What is required: Set down exactly the entries below, beginning at their first line and ending at the line with "filename vm/tests/gc_survival.rs".

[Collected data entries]
──────

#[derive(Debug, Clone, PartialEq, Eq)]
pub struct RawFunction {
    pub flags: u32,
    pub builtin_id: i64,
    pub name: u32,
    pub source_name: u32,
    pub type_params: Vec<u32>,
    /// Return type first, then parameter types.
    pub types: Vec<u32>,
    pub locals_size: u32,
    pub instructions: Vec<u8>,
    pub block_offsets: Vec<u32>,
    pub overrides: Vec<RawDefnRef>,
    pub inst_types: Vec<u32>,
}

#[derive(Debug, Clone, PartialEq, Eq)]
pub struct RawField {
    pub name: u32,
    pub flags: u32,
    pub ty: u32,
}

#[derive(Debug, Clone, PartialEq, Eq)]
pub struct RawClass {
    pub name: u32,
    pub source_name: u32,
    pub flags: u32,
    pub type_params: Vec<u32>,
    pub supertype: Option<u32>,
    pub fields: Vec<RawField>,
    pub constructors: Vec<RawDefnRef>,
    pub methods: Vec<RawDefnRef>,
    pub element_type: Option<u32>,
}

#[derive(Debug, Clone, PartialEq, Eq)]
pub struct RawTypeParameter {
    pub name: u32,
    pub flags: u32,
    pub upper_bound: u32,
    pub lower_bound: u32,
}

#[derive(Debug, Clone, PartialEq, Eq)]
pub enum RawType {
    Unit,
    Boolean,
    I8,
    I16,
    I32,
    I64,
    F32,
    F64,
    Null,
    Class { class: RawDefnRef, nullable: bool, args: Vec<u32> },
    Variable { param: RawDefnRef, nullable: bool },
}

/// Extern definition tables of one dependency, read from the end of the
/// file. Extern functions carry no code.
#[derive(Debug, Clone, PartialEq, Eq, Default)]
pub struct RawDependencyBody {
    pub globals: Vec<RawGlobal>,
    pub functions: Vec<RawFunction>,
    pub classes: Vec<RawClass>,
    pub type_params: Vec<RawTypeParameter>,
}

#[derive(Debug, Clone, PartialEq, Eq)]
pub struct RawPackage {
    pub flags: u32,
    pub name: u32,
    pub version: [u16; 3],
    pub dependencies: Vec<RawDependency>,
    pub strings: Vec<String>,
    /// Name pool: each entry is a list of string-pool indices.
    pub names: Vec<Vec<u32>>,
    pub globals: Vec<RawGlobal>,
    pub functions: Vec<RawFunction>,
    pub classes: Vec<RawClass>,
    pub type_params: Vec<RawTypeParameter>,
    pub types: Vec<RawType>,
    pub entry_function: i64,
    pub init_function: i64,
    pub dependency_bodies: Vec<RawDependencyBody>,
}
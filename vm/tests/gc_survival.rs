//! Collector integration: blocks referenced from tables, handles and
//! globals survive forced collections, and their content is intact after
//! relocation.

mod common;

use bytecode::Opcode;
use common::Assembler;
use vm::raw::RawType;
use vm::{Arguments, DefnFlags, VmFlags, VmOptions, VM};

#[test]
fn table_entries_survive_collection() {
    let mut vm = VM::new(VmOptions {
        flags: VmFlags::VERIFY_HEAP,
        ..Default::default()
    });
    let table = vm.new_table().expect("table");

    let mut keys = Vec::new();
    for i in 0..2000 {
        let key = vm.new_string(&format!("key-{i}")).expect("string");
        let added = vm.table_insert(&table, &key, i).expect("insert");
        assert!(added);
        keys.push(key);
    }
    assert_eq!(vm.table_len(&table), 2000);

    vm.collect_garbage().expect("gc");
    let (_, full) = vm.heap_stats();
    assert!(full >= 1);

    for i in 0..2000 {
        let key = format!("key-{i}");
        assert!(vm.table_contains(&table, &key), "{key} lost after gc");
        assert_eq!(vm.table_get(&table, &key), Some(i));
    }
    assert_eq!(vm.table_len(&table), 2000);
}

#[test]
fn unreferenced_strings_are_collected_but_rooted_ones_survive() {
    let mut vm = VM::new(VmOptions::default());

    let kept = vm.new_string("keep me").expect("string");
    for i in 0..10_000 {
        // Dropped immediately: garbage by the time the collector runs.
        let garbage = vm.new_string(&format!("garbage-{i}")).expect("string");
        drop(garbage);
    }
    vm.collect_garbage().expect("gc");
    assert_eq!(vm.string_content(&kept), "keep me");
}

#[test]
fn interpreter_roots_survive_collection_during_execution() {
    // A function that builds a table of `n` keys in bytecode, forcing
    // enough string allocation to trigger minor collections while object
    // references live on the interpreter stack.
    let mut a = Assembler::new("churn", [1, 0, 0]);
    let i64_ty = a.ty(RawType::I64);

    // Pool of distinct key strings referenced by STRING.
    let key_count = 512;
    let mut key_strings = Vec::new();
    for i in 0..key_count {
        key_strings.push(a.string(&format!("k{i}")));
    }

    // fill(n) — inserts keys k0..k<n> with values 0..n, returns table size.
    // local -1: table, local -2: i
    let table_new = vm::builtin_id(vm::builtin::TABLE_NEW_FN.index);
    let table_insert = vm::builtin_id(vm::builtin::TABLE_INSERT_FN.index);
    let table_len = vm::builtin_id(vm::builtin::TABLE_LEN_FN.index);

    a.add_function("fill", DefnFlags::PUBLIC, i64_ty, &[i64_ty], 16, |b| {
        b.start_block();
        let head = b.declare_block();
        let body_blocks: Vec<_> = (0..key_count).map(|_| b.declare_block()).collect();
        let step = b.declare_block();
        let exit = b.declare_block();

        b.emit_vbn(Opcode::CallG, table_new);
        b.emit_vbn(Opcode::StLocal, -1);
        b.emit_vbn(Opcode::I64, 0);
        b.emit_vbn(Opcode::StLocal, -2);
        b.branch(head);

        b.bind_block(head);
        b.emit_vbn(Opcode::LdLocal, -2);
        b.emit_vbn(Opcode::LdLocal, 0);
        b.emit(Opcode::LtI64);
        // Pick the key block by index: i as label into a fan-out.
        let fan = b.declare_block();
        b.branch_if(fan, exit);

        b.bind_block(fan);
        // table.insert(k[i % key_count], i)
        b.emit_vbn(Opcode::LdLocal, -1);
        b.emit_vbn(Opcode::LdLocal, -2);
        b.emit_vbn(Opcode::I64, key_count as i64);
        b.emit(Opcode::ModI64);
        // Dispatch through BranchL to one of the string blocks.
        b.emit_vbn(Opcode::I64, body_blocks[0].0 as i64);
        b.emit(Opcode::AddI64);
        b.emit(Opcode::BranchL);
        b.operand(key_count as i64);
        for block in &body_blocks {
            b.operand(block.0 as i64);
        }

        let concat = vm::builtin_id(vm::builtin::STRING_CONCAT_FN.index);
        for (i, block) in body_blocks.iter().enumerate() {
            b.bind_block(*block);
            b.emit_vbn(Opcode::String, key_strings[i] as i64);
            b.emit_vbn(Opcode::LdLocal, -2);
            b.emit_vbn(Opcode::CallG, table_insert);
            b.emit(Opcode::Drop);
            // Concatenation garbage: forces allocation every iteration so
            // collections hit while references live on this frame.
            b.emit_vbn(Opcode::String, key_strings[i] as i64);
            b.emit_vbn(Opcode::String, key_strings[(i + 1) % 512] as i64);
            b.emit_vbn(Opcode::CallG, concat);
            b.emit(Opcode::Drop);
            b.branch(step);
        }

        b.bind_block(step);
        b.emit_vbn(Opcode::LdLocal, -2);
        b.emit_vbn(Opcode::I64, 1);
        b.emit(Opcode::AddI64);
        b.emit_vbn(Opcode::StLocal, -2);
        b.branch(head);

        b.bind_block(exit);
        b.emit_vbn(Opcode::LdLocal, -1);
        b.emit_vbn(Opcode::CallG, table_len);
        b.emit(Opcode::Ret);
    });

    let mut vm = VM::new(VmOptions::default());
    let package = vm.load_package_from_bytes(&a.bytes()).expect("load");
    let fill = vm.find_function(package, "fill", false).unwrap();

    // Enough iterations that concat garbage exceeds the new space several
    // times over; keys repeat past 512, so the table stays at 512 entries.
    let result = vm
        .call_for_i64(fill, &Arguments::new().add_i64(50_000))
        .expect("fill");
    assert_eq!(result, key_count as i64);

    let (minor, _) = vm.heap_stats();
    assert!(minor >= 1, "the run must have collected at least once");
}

──────

Answer to this task:
#[derive(Debug, Clone, PartialEq, Eq)]
pub struct RawFunction {
    pub flags: u32,
    pub builtin_id: i64,
    pub name: u32,
    pub source_name: u32,
    pub type_params: Vec<u32>,
    /// Return type first, then parameter types.
    pub types: Vec<u32>,
    pub locals_size: u32,
    pub instructions: Vec<u8>,
    pub block_offsets: Vec<u32>,
    pub overrides: Vec<RawDefnRef>,
    pub inst_types: Vec<u32>,
}

#[derive(Debug, Clone, PartialEq, Eq)]
pub struct RawField {
    pub name: u32,
    pub flags: u32,
    pub ty: u32,
}

#[derive(Debug, Clone, PartialEq, Eq)]
pub struct RawClass {
    pub name: u32,
    pub source_name: u32,
    pub flags: u32,
    pub type_params: Vec<u32>,
    pub supertype: Option<u32>,
    pub fields: Vec<RawField>,
    pub constructors: Vec<RawDefnRef>,
    pub methods: Vec<RawDefnRef>,
    pub element_type: Option<u32>,
}

#[derive(Debug, Clone, PartialEq, Eq)]
pub struct RawTypeParameter {
    pub name: u32,
    pub flags: u32,
    pub upper_bound: u32,
    pub lower_bound: u32,
}

#[derive(Debug, Clone, PartialEq, Eq)]
pub enum RawType {
    Unit,
    Boolean,
    I8,
    I16,
    I32,
    I64,
    F32,
    F64,
    Null,
    Class { class: RawDefnRef, nullable: bool, args: Vec<u32> },
    Variable { param: RawDefnRef, nullable: bool },
}

/// Extern definition tables of one dependency, read from the end of the
/// file. Extern functions carry no code.
#[derive(Debug, Clone, PartialEq, Eq, Default)]
pub struct RawDependencyBody {
    pub globals: Vec<RawGlobal>,
    pub functions: Vec<RawFunction>,
    pub classes: Vec<RawClass>,
    pub type_params: Vec<RawTypeParameter>,
}

#[derive(Debug, Clone, PartialEq, Eq)]
pub struct RawPackage {
    pub flags: u32,
    pub name: u32,
    pub version: [u16; 3],
    pub dependencies: Vec<RawDependency>,
    pub strings: Vec<String>,
    /// Name pool: each entry is a list of string-pool indices.
    pub names: Vec<Vec<u32>>,
    pub globals: Vec<RawGlobal>,
    pub functions: Vec<RawFunction>,
    pub classes: Vec<RawClass>,
    pub type_params: Vec<RawTypeParameter>,
    pub types: Vec<RawType>,
    pub entry_function: i64,
    pub init_function: i64,
    pub dependency_bodies: Vec<RawDependencyBody>,
}
filename vm/tests/gc_survival.rs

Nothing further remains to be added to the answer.